A student wants to pair up natural numbers such that they satisfy the equation $2x + y = 41$, where $x, y \in \mathbb{N}$. Find the domain and range of the relation. Check if the relation thus formed is reflexive, symmetric, and transitive. Hence, state whether it is an equivalence relation or not.

Hint:

To check whether a relation is an equivalence relation, verify if it is reflexive, symmetric, and transitive.

Answer 1

We are given the equation $2x + y = 41$, where $x, y \in \mathbb{N}$. Let's first find the domain and range of the relation. - Domain: Since $x$ is a natural number, for each value of $x$, we can solve for $y$ using the equation $y = 41 - 2x$. Hence, the domain is the set of natural numbers such that $41 - 2x$ is a natural number. The value of $x$ should be such that $41 - 2x>0$, which gives: \[ x<\frac{41}{2} = 20.5. \] Thus, $x \in \{1, 2, 3, \dots, 20\}$. So the domain of the relation is $\{1, 2, 3, \dots, 20\}$. - Range: From the equation $y = 41 - 2x$, we see that as $x$ ranges from 1 to 20, the corresponding values of $y$ will be the set $\{39, 37, 35, \dots, 1\}$. Therefore, the range of the relation is $\{1, 3, 5, \dots, 39\}$. - Reflexivity: A relation is reflexive if every element is related to itself. For reflexivity, we would need $2x + x = 41$, or $3x = 41$, which is not possible since 41 is not divisible by 3. Thus, the relation is not reflexive. - Symmetry: A relation is symmetric if for every pair $(x, y)$, the pair $(y, x)$ is also in the relation.

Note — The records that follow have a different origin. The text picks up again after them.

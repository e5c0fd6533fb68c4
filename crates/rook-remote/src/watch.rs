use std::collections::HashMap;
use std::sync::atomic::{AtomicBool, Ordering};
use std::sync::Arc;

use serde_json::Value;
use tokio::runtime::Handle;
use tokio::sync::mpsc;
use tracing::debug;

use rook_types::StorePath;

use crate::traits::{ChangeCallback, SubscriptionHandle};
use crate::tree;

/// Values seen by each affected watcher before a mutation.
pub(crate) type Captured = Vec<(SubscriptionHandle, Option<Value>)>;

/// Internal subscriber: a watched path paired with its delivery queue.
struct Watcher {
    path: StorePath,
    sender: mpsc::UnboundedSender<Option<Value>>,
    active: Arc<AtomicBool>,
}

/// Fan-out router that delivers path changes to matching watchers.
///
/// Each watcher owns a delivery task on the tokio runtime. The task checks
/// the watcher's `active` flag before every callback, so once
/// [`remove`](Self::remove) returns no new callback starts.
pub(crate) struct WatcherSet {
    next_handle: u64,
    watchers: HashMap<SubscriptionHandle, Watcher>,
}

impl WatcherSet {
    pub(crate) fn new() -> Self {
        Self {
            next_handle: 1,
            watchers: HashMap::new(),
        }
    }

    /// Register a watcher and spawn its delivery task on `runtime`.
    pub(crate) fn add(
        &mut self,
        path: StorePath,
        callback: ChangeCallback,
        runtime: &Handle,
    ) -> SubscriptionHandle {
        let handle = SubscriptionHandle::from_raw(self.next_handle);
        self.next_handle += 1;

        let (sender, mut receiver) = mpsc::unbounded_channel::<Option<Value>>();
        let active = Arc::new(AtomicBool::new(true));
        let task_active = Arc::clone(&active);

        runtime.spawn(async move {
            while let Some(value) = receiver.recv().await {
                if !task_active.load(Ordering::Acquire) {
                    break;
                }
                callback(value).await;
            }
        });

        debug!(%handle, %path, "watcher added");
        self.watchers.insert(
            handle,
            Watcher {
                path,
                sender,
                active,
            },
        );
        handle
    }

    /// Detach a watcher. Returns `false` if the handle was unknown.
    pub(crate) fn remove(&mut self, handle: SubscriptionHandle) -> bool {
        match self.watchers.remove(&handle) {
            Some(watcher) => {
                watcher.active.store(false, Ordering::Release);
                debug!(%handle, path = %watcher.path, "watcher removed");
                true
            }
            None => false,
        }
    }

    pub(crate) fn len(&self) -> usize {
        self.watchers.len()
    }

    /// Record the current value of every watcher whose path overlaps `changed`.
    pub(crate) fn capture(&self, root: &Value, changed: &StorePath) -> Captured {
        self.watchers
            .iter()
            .filter(|(_, w)| w.path.overlaps(changed))
            .map(|(handle, w)| (*handle, tree::get(root, &w.path).cloned()))
            .collect()
    }

    /// Queue a notification for every captured watcher whose value changed.
    /// Watchers whose delivery task is gone are pruned.
    pub(crate) fn notify(&mut self, root: &Value, captured: Captured) {
        let mut closed = Vec::new();
        for (handle, before) in captured {
            let Some(watcher) = self.watchers.get(&handle) else {
                continue;
            };
            let after = tree::get(root, &watcher.path).cloned();
            if after == before {
                continue;
            }
            if watcher.sender.send(after).is_err() {
                closed.push(handle);
            }
        }
        for handle in closed {
            self.remove(handle);
        }
    }
}
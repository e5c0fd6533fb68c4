//! The [`DomainObject`] capability trait.

use async_trait::async_trait;
use serde::de::DeserializeOwned;
use serde::Serialize;

use rook_types::Key;

use crate::error::RegistryResult;

/// An application entity stored through the typed object store.
///
/// Each domain type implements this once. It names where instances live
/// and how they convert to and from their flat persisted shape; the
/// [`Registry`](crate::Registry) decides whether the type may be used.
#[async_trait]
pub trait DomainObject: Clone + Send + Sync + Sized + 'static {
    /// The flat, serializable wire shape of this type.
    type Persisted: Serialize + DeserializeOwned + Send + Sync + 'static;

    /// Stable, human-readable name of the domain type.
    const DOMAIN_TYPE: &'static str;

    /// Root path used when the type is registered without an override.
    const ROOT_PATH: &'static str;

    /// The key this instance is stored under.
    fn key(&self) -> Key;

    /// Check that this value can be stored and read back unchanged.
    ///
    /// Called before every write. Types whose `from_persisted` rejects
    /// or rewrites some values must reject the same values here.
    fn validate(&self) -> RegistryResult<()> {
        Ok(())
    }

    /// Convert into the persisted shape. Never fails.
    fn to_persisted(&self) -> Self::Persisted;

    /// Rebuild a domain value from its persisted shape.
    async fn from_persisted(persisted: Self::Persisted) -> RegistryResult<Self>;
}
//! Flat records: the on-the-wire shape of persisted values.

use serde::de::DeserializeOwned;
use serde::{Deserialize, Serialize};
use serde_json::{Map, Value};

use crate::error::TypeError;

/// A flat JSON object stored at one key.
///
/// Field values may be scalars, `null` or arrays, but never nested objects:
/// partial updates address records field by field.
#[derive(Clone, Debug, Default, PartialEq, Serialize, Deserialize)]
#[serde(try_from = "Map<String, Value>", into = "Map<String, Value>")]
pub struct Record(Map<String, Value>);

impl Record {
    /// Wrap a JSON value, checking that it is a flat object.
    pub fn from_value(value: Value) -> Result<Self, TypeError> {
        match value {
            Value::Object(fields) => Self::from_fields(fields),
            other => Err(TypeError::NotARecord {
                found: json_kind(&other),
            }),
        }
    }

    /// Wrap a field map, checking that no field holds a nested object.
    pub fn from_fields(fields: Map<String, Value>) -> Result<Self, TypeError> {
        if let Some((field, _)) = fields.iter().find(|(_, v)| v.is_object()) {
            return Err(TypeError::NestedField {
                field: field.clone(),
            });
        }
        Ok(Self(fields))
    }

    /// Serialize any serde value into a record.
    pub fn encode<T: Serialize>(value: &T) -> Result<Self, TypeError> {
        let value =
            serde_json::to_value(value).map_err(|e| TypeError::Serialization(e.to_string()))?;
        Self::from_value(value)
    }

    /// Deserialize the record into a serde type.
    pub fn decode<T: DeserializeOwned>(&self) -> Result<T, TypeError> {
        serde_json::from_value(Value::Object(self.0.clone()))
            .map_err(|e| TypeError::Serialization(e.to_string()))
    }

    pub fn get(&self, field: &str) -> Option<&Value> {
        self.0.get(field)
    }

    pub fn fields(&self) -> &Map<String, Value> {
        &self.0
    }

    pub fn into_fields(self) -> Map<String, Value> {
        self.0
    }

    pub fn into_value(self) -> Value {
        Value::Object(self.0)
    }

    pub fn len(&self) -> usize {
        self.0.len()
    }

    pub fn is_empty(&self) -> bool {
        self.0.is_empty()
    }
}

impl TryFrom<Map<String, Value>> for Record {
    type Error = TypeError;

    fn try_from(fields: Map<String, Value>) -> Result<Self, Self::Error> {
        Self::from_fields(fields)
    }
}

impl From<Record> for Map<String, Value> {
    fn from(record: Record) -> Self {
        record.0
    }
}

/// Human-readable name of a JSON value's kind, for error messages.
pub(crate) fn json_kind(value: &Value) -> &'static str {
    match value {
        Value::Null => "null",
        Value::Bool(_) => "boolean",
        Value::Number(_) => "number",
        Value::String(_) => "string",
        Value::Array(_) => "array",
        Value::Object(_) => "object",
    }
}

However, for this relation, we do not have symmetry because if $(x, y)$ satisfies the equation, $(y, x)$ does not. Therefore, the relation is not symmetric. - Transitivity: A relation is transitive if for any pairs $(x, y)$ and $(y, z)$ in the relation, the pair $(x, z)$ also satisfies the equation. For this case, we can check that the relation does not satisfy transitivity because there is no direct connection between $x$ and $z$. Thus, the relation is not transitive. - Conclusion: Since the relation is neither reflexive, symmetric, nor transitive, it is not an equivalence relation.